Trends We're Actually Using (Not Just Talking About)
1. Simplified Colour Palettes
The maximalist colour explosion of 2024-2025 is ending. We're moving back to refined, limited palettes — usually two primary colours, one accent, and a sophisticated neutral system. It feels mature, reads faster, and performs better in accessibility audits.
2. Micro Interactions That Don't Distract
Animation is here to stay, but the trend towards gratuitous animations is reversing. We're designing subtle interactions: a button that shifts colour on hover, a form field that highlights its border on focus, scroll-triggered reveals that feel natural, not forced.

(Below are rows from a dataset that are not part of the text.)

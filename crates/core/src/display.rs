//! Display sinks for the operator panel
//!
//! One call per quantity, fire-and-forget. Nothing a sink does feeds back
//! into control decisions.

use crate::protocol::Slope;

/// Indicator panel fed by the tasks after each interpreted response
pub trait DisplaySink {
    fn show_speed(&mut self, speed: f32);
    fn show_slope(&mut self, slope: Slope);
    fn show_gas(&mut self, on: bool);
    fn show_brake(&mut self, on: bool);
    fn show_mixer(&mut self, on: bool);
    /// `dark` as derived from the light sensor
    fn show_light(&mut self, dark: bool);
    fn show_lamps(&mut self, on: bool);
    fn show_stop(&mut self, stopped: bool);
    fn show_distance(&mut self, distance: u32);
}

impl<S: DisplaySink + ?Sized> DisplaySink for &mut S {
    fn show_speed(&mut self, speed: f32) {
        (**self).show_speed(speed)
    }
    fn show_slope(&mut self, slope: Slope) {
        (**self).show_slope(slope)
    }
    fn show_gas(&mut self, on: bool) {
        (**self).show_gas(on)
    }
    fn show_brake(&mut self, on: bool) {
        (**self).show_brake(on)
    }
    fn show_mixer(&mut self, on: bool) {
        (**self).show_mixer(on)
    }
    fn show_light(&mut self, dark: bool) {
        (**self).show_light(dark)
    }
    fn show_lamps(&mut self, on: bool) {
        (**self).show_lamps(on)
    }
    fn show_stop(&mut self, stopped: bool) {
        (**self).show_stop(stopped)
    }
    fn show_distance(&mut self, distance: u32) {
        (**self).show_distance(distance)
    }
}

3. Modular, Responsive Grids
CSS Grid and Flexbox have matured to the point where we're using them for everything. Responsive layouts are no longer desktop-first then mobile-breakpointed; they're designed as systems that adapt fluidly. This is why tools like Bricks Builder are so powerful — they handle the grid complexity without forcing you to write media queries.
4. Authentic Typography
System fonts (SF Pro, -apple-system, Segoe UI) are back in favour, combined with one or two carefully chosen web fonts for personality. The 'web-safe fonts are boring' narrative is dying because modern systems have excellent typography support.
Trends That Will Fade
Skeuomorphism (the trend of designing UI elements to look 3D or like real-world objects) had a moment but is retreating. Glassmorphism (the frosted glass effect) is overused. Heavy animations on every page load will frustrate users. Hand-drawn illustrations everywhere will feel dated.
What's Here to Stay
Whitespace. Contrast. Clarity. Fast performance. Mobile-first thinking. Accessibility. These aren't trends — they're fundamentals that become more important every year.